Rather, I suggest that there is something even more fundamental about Data Mesh that is worth discussing. Simply put, the promise of Data Mesh is that it enables federation of data and federation of data management, which fosters local autonomy, which drives the speed, agility, and innovation required in today’s fast changing market.

But let’s start at the beginning: What does it mean to have “federated data” and “federated data management”? And what makes it so much better?

Let’s start with the basics: Data is the “Lego Building Block” of the modern enterprise. Like a single Lego block, individual data elements provide limited value. But when combined, blocks can be assembled into bigger components called “data products.

Figure 1, Data Mesh — the Lego Blocks of Enterprise Data

Data products, when combined with Data Mesh principles of clear boundaries, empowered owners, self-serve capabilities, enable the “federation” of data products within the enterprise. Data products are distributed across the enterprise, with no central process or team to bind them.

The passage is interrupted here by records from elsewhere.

//! The audit log: an append-only, hash-chained record of access attempts.

use std::sync::Arc;

use credgate_consent::EventBus;
use credgate_core::{AccessAttempt, AccessLogEntry, Event, Hash32, Principal};
use credgate_store::Store;
use serde::{Deserialize, Serialize};

use crate::error::{MediatorError, Result};

/// Entries fetched per round trip while verifying the chain.
const VERIFY_PAGE: u64 = 512;

/// Result of walking the chain.
#[derive(Debug, Clone, Copy, PartialEq, Eq, Serialize, Deserialize)]
pub enum ChainStatus {
    /// Every entry checks out.
    Intact { entries: u64 },
    /// The entry at `index` was edited, reordered, or its predecessor is gone.
    BrokenAt { index: u64 },
}

impl ChainStatus {
    pub fn is_intact(&self) -> bool {
        matches!(self, ChainStatus::Intact { .. })
    }
}

/// Read access to the log, and appends for the mediator.
pub struct AuditLog<S: Store> {
    store: Arc<S>,
    events: EventBus,
}

impl<S: Store> Clone for AuditLog<S> {
    fn clone(&self) -> Self {
        Self {
            store: Arc::clone(&self.store),
            events: self.events.clone(),
        }
    }
}

impl<S: Store> AuditLog<S> {
    pub(crate) fn new(store: Arc<S>, events: EventBus) -> Self {
        Self { store, events }
    }

    /// Append and commit one attempt.
    pub(crate) async fn record(&self, attempt: AccessAttempt) -> Result<AccessLogEntry> {
        let entry = self.store.append_access(attempt).await?;

        if entry.granted {
            tracing::info!(
                index = entry.index,
                owner = %entry.owner,
                requester = %entry.requester,
                "access granted"
            );
        } else {
            tracing::warn!(
                index = entry.index,
                owner = %entry.owner,
                requester = %entry.requester,
                reason = %entry.reason,
                "access denied"
            );
        }

        self.events.emit(Event::AccessLogged {
            index: entry.index,
            owner: entry.owner,
            requester: entry.requester,
            credential_type: entry.credential_type,
            granted: entry.granted,
            reason: entry.reason.clone(),
        });

        Ok(entry)
    }

    /// Every attempt against `owner`'s credentials, oldest first.
    pub async fn logs_for_owner(&self, owner: &Principal) -> Result<Vec<AccessLogEntry>> {
        let entries = self.store.accesses_by_owner(owner).await?;
        tracing::debug!(owner = %owner, count = entries.len(), "owner logs read");
        Ok(entries)
    }

    /// Every attempt made by `requester`, oldest first.
    pub async fn logs_for_requester(&self, requester: &Principal) -> Result<Vec<AccessLogEntry>> {
        let entries = self.store.accesses_by_requester(requester).await?;
        tracing::debug!(requester = %requester, count = entries.len(), "requester logs read");
        Ok(entries)
    }

    /// The entry at `index`.
    ///
    /// # Errors
    ///
    /// `IndexOutOfRange` when `index >= log_count()`.
    pub async fn log_by_index(&self, index: u64) -> Result<AccessLogEntry> {
        match self.store.access_at(index).await? {
            Some(entry) => Ok(entry),
            None => Err(MediatorError::IndexOutOfRange {
                index,
                len: self.store.access_count().await?,
            }),
        }
    }

    pub async fn log_count(&self) -> Result<u64> {
        Ok(self.store.access_count().await?)
    }

    /// Recompute the whole chain from index 0.
    pub async fn verify_chain(&self) -> Result<ChainStatus> {
        let len = self.store.access_count().await?;
        let mut prev = Hash32::ZERO;
        let mut next = 0u64;

        while next < len {
            let end = next.saturating_add(VERIFY_PAGE).min(len);
            let page = self.store.access_range(next, end).await?;
            if page.len() as u64 != end - next {
                return Ok(self.broken(next + page.len() as u64));
            }

            for entry in &page {
                if !entry.follows(next, &prev) {
                    return Ok(self.broken(next));
                }
                prev = entry.digest;
                next += 1;
            }
        }

        tracing::debug!(entries = len, "audit chain verified");
        Ok(ChainStatus::Intact { entries: len })
    }

    fn broken(&self, index: u64) -> ChainStatus {
        tracing::error!(index, "audit chain broken");
        ChainStatus::BrokenAt { index }
    }
}

#[cfg(test)]
mod tests {
    use super::*;
    use credgate_core::{CredentialType, REASON_CONSENT_INVALID};
    use credgate_store::MemoryStore;

    fn log() -> AuditLog<MemoryStore> {
        AuditLog::new(Arc::new(MemoryStore::new()), EventBus::default())
    }

    fn attempt(owner: &str, requester: &str, granted: bool) -> AccessAttempt {
        let owner = Principal::from_name(owner);
        let requester = Principal::from_name(requester);
        let ty = CredentialType::from_label("Bachelor_Diploma");
        if granted {
            AccessAttempt::granted(owner, requester, ty, Hash32::digest(b"doc"), 100)
        } else {
            AccessAttempt::denied(owner, requester, ty, 100, REASON_CONSENT_INVALID)
        }
    }

    #[tokio::test]
    async fn test_record_assigns_consecutive_indices() {
        let log = log();
        for i in 0..3 {
            let entry = log.record(attempt("alice", "techcorp", i != 1)).await.unwrap();
            assert_eq!(entry.index, i);
        }
        assert_eq!(log.log_count().await.unwrap(), 3);
        assert!(!log.log_by_index(1).await.unwrap().granted);
    }

    #[tokio::test]
    async fn test_log_by_index_out_of_range() {
        let log = log();
        log.record(attempt("alice", "techcorp", true)).await.unwrap();

        let err = log.log_by_index(1).await.unwrap_err();
        assert!(matches!(err, MediatorError::IndexOutOfRange { index: 1, len: 1 }));
    }

    #[tokio::test]
    async fn test_indices_filter_by_party() {
        let log = log();
        log.record(attempt("alice", "techcorp", true)).await.unwrap();
        log.record(attempt("bob", "techcorp", false)).await.unwrap();
        log.record(attempt("alice", "uni", false)).await.unwrap();

        let alice: Vec<u64> = log
            .logs_for_owner(&Principal::from_name("alice"))
            .await
            .unwrap()
            .iter()
            .map(|e| e.index)
            .collect();
        assert_eq!(alice, vec![0, 2]);

        let techcorp: Vec<u64> = log
            .logs_for_requester(&Principal::from_name("techcorp"))
            .await
            .unwrap()
            .iter()
            .map(|e| e.index)
            .collect();
        assert_eq!(techcorp, vec![0, 1]);

        assert!(log
            .logs_for_owner(&Principal::from_name("nobody"))
            .await
            .unwrap()
            .is_empty());
    }

    #[tokio::test]
    async fn test_verify_chain_across_pages() {
        let log = log();
        assert_eq!(
            log.verify_chain().await.unwrap(),
            ChainStatus::Intact { entries: 0 }
        );

        for i in 0..(VERIFY_PAGE + 3) {
            log.record(attempt("alice", "techcorp", i % 3 != 0)).await.unwrap();
        }
        assert_eq!(
            log.verify_chain().await.unwrap(),
            ChainStatus::Intact {
                entries: VERIFY_PAGE + 3
            }
        );
    }

    #[tokio::test]
    async fn test_record_emits_event() {
        let log = log();
        let mut rx = log.events.subscribe();
        log.record(attempt("alice", "techcorp", false)).await.unwrap();

        match rx.recv().await.unwrap() {
            Event::AccessLogged {
                index,
                granted,
                reason,
                ..
            } => {
                assert_eq!(index, 0);
                assert!(!granted);
                assert_eq!(reason, REASON_CONSENT_INVALID);
            }
            other => panic!("unexpected event {other:?}"),
        }
    }
}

Today, many enterprises today have several data products running in vibrant but small ecosystems. But as these ecosystems grow, we find that data products become:

  • Hard to find, as there is no “registry” that acts as a searchable directory of data products; And once found, they have little, or inconsistent documentation making data products hard to understand, especially as their usage evolves beyond the original creator group.
  • Hard to consume and access, since there are few simple or consistent methods to acquire the permissions to access to data; There is name resolution service that translates data product identity into endpoints, as DNS does for the internet; And once access is granted, data products are hard to consume, since there are few consistent mechanisms to access diverse data products.
  • Hard to operate, observe, and secure, as each data product has diverse security needs, and even more diverse implementations. Instrumentation for observability is inconsistent, diverse security requirements leads to inordinate complexity, and operability delayed until production problems demand resolution.
  • Hard to trust, as the linage of data, its transformations, and the inevitable errors in the data supply chain make cast doubt upon the quality and trustworthiness of data products; And for regulated industries that require a deep understanding of their data, data products unfortunately, are hard to govern, as few consistent statistics and metrics are exposed by data products leading to increased manual processes.
Figure 2, Data is Hard to Find, Consume, Trust, and Share

These problems are symptomatic of so-called “problems of scale”. Success — in this case, the plethora of data products sprouting up in organizations — clearly has some downsides. But how can we tame the unruly evolution of federation and overcome these scaling issues?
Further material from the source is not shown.